March 29, 2014 Links 0

A small black and white cat sits on a grassy lawn with a small green balloon. Its mouth is open and it has one paw straight up in the air, poised to strike the unsuspecting balloon.Photoshop Battle: Caturday Edition

  • Blogging From April A to Z: Intersectional Feminism in Romance Series! – I really enjoy following romance author Olivia Waite on Twitter and I think this series sounds equal parts awesome and frightening. That’s a lot of blogging for one person in a month!

    So I hereby welcome you to the April A to Z Challenge: Intersectional Feminism in Romance edition! Every day in April, Sundays excepted, I will post about an author or a book that features something other than the straight white wealthy cis able-bodied mold romance is so wedded to (see what I did there?). These will not be reviews in the usual sense, though I will usually mention whether or not I find a book compelling as a romance. Instead, these posts will be literary or structural analyses with a feminist lens, using as much privilege-checking as I know how to bring. Many of the books are no longer new, so if you can think of more recent releases that grapple with the same issues, please mention them. Comments on how I can do feminism better are both welcome and encouraged, while fedora-wearing trolls (should we trip over any) will be banished back to their Hemingways, Kerouacs, and Orsons Scott Card.

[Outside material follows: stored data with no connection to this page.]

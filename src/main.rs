mod app;
mod cli;

use std::env;
use std::process;

use tracing_subscriber::{EnvFilter, fmt, prelude::*};

// Diagnostics go to stderr, and only when RUST_LOG is set.
fn init_tracing() {
    if env::var_os("RUST_LOG").is_some() {
        tracing_subscriber::registry()
            .with(fmt::layer().with_writer(std::io::stderr).with_target(true))
            .with(EnvFilter::from_default_env())
            .init();
    }
}

// Usage: echo <input_text> | your_program.sh -E <pattern>
fn main() {
    init_tracing();

    let cfg = match cli::parse_args(env::args().collect()) {
        Ok(cfg) => cfg,
        Err(err) => {
            println!("{err}");
            process::exit(err.exit_code());
        }
    };

    let code = match app::run(cfg) {
        Ok(true) => 0,
        Ok(false) => 1,
        Err(err) => {
            eprintln!("error: {err:#}");
            1
        }
    };
    process::exit(code);
}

  • Open Letter to RWA from a RITA Nominee – When I read about the changes RWA made last year to their award process, it sounded super dodgy to me. Seeing the lopsided finalist list seems to confirm everyone’s concerns. Author and finalist Stephanie Draven shares her thoughts.

    When an outside consultant was hired to revamp the RITAs and these changes were propagated, I feared that in combination with the debate about who exactly qualified as a career-focused romance author, we would alienate the romance genre’s closest allies; that power-house cross-over authors would be less likely to attend, support, and promote RWA, our book signings, or serve as ambassadors for the merits of more mainstream romances. I also feared that we would alienate the YA genre, which is creating our readers and book buyers of the future.

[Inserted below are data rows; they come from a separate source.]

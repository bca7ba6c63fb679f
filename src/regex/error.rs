/// Raised while compiling a pattern. Matching itself never fails.
#[derive(Debug, Clone, PartialEq, Eq, thiserror::Error)]
pub enum CompileError {
    /// A `[` with no closing `]`.
    #[error("unterminated character class opened at offset {pos}")]
    UnterminatedClass { pos: usize },

    /// A `(` with no closing `)`.
    #[error("unterminated group opened at offset {pos}, expected ')'")]
    UnterminatedGroup { pos: usize },
}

    Unfortunately, these fears have been borne out. The women’s fiction chapter (of which I am not nor ever was a member) has confronted disbandment. Some have left the organization. The YA category for the RITAs was dropped this year due to insufficient entries. YARWA has fielded expressions of authors feeling unwelcome. The consequence may be a celebration of purer romance, but in an industry where reaching readers is increasingly job #1, it seems short-sighted.

  • For young Irish dancers, makeup no longer in the spotlight – A close friend of mine is an Irish dancing teacher and judge and we’ve had lots of conversations about the makeup and fake tanner and wigs that the dancers wear. If it were up to her, I think, no one under 20 would wear it. Pearl-clutching about looking too grown aside, fake eyelashes and heavy makeup coupled with aerobic dancing sounds like an awful thing to do to their skin.

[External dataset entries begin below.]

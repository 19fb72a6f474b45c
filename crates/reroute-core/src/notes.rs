//! The note-format convention linking imported transactions to generated rules.

/// Marker the import pipeline writes ahead of the counterparty name,
/// unless the operator configures another one.
pub const DEFAULT_MARKER: &str = "Original account name:";

/// The convention for recording a counterparty name inside a transaction note.
///
/// The import pipeline appends `<marker> <name>` as one line of the note.
/// The same text is embedded verbatim in the triggers of generated rules, so
/// extraction, rule generation, and coverage parsing all go through this one
/// type and cannot drift apart.
#[derive(Debug, Clone)]
pub struct NoteFormat {
    marker: String,
}

impl Default for NoteFormat {
    fn default() -> Self {
        Self::new(DEFAULT_MARKER)
    }
}

impl NoteFormat {
    pub fn new(marker: impl Into<String>) -> Self {
        Self {
            marker: marker.into().trim().to_string(),
        }
    }

    /// Extract the counterparty name from a note.
    ///
    /// The marker may appear anywhere in the note; the name is the remainder
    /// of that line, trimmed. Returns `None` when the marker is absent or
    /// nothing follows it.
    pub fn extract<'a>(&self, note: &'a str) -> Option<&'a str> {
        let start = note.find(&self.marker)? + self.marker.len();
        let rest = &note[start..];
        let line = match rest.find('\n') {
            Some(end) => &rest[..end],
            None => rest,
        };
        let name = line.trim();
        (!name.is_empty()).then_some(name)
    }

    /// The exact trigger value embedded in generated rules.
    pub fn fragment(&self, name: &str) -> String {
        format!("{} {}", self.marker, name)
    }

    /// Recover the counterparty name from a trigger value this system
    /// generated. Values of any other shape return `None`.
    pub fn parse_fragment<'a>(&self, value: &'a str) -> Option<&'a str> {
        let name = value.strip_prefix(&self.marker)?.trim();
        (!name.is_empty()).then_some(name)
    }
}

    Eight-year-old Jackie was relieved to hear that the Irish Dancing Commission’s new ruling, which went into effect March 1, prohibits her from wearing cosmetics in competitions.

    “I don’t like wearing the stuff. I think it looks bad,” said the second grader, who has been dancing at Dunleavy-Shaffer School of Irish Dance in Norwell since she was 3. “The lipstick is the worst part.”

    But Jackie’s older sister, Abigail, was disappointed. “I think it just makes me look more pretty. I think I look better and the judges can see me better,” said the 9-year-old, who competes for top prizes regionally.

    The makeup ban, which also includes false eyelashes and tinted moisturizer, prohibits children in the Under 10 group and younger from wearing it for solo and group competitions.

  • 9 Ways to Argue Against ‘Redskins’ Name Without Offending Other Groups – In light of the Colbert Report snafu, this post on calling for the Washington NFL team to change its name without using other racial groups seemed apropos.

    Over the past several months, ICTMN has provided a significant amount of coverage on the ongoing controversy over the Washington Redskins name. As a result of this coverage, ICTMN has seen numerous responses and conversations on social media regarding its coverage of the Washington Redskins. Not all of it has been supportive.

    According to several accounts on Twitter, Natives are often guilty of throwing other races under the bus in order to lambaste the Washington team. But Indian Country can fight this fight without bringing in another race or ethnic group. I have taken this opportunity to think outside the box and make several arguments that are “our own.”

  • Goodwill paying disabled employees pennies per hour – Maybe it’s just me being a lazy moocher, but I don’t see where someone like me would find dignity in being exploited as cheap labor. I’m pretty sure the “dignity of work” thing happens when you do something useful for a meaningful wage that increases your agency.

    “They had me downstairs in their store, trying to hang clothes up on the hangers,” Jones said. “And to make a dollar, I had to hang a hundred pieces. If I was lucky, I made 50 cents. It was a penny per item of clothing. I felt worthless. I just didn’t want to go. They made me feel bad because I couldn’t work fast enough.” Jones is not using her real name out of a fear of retribution.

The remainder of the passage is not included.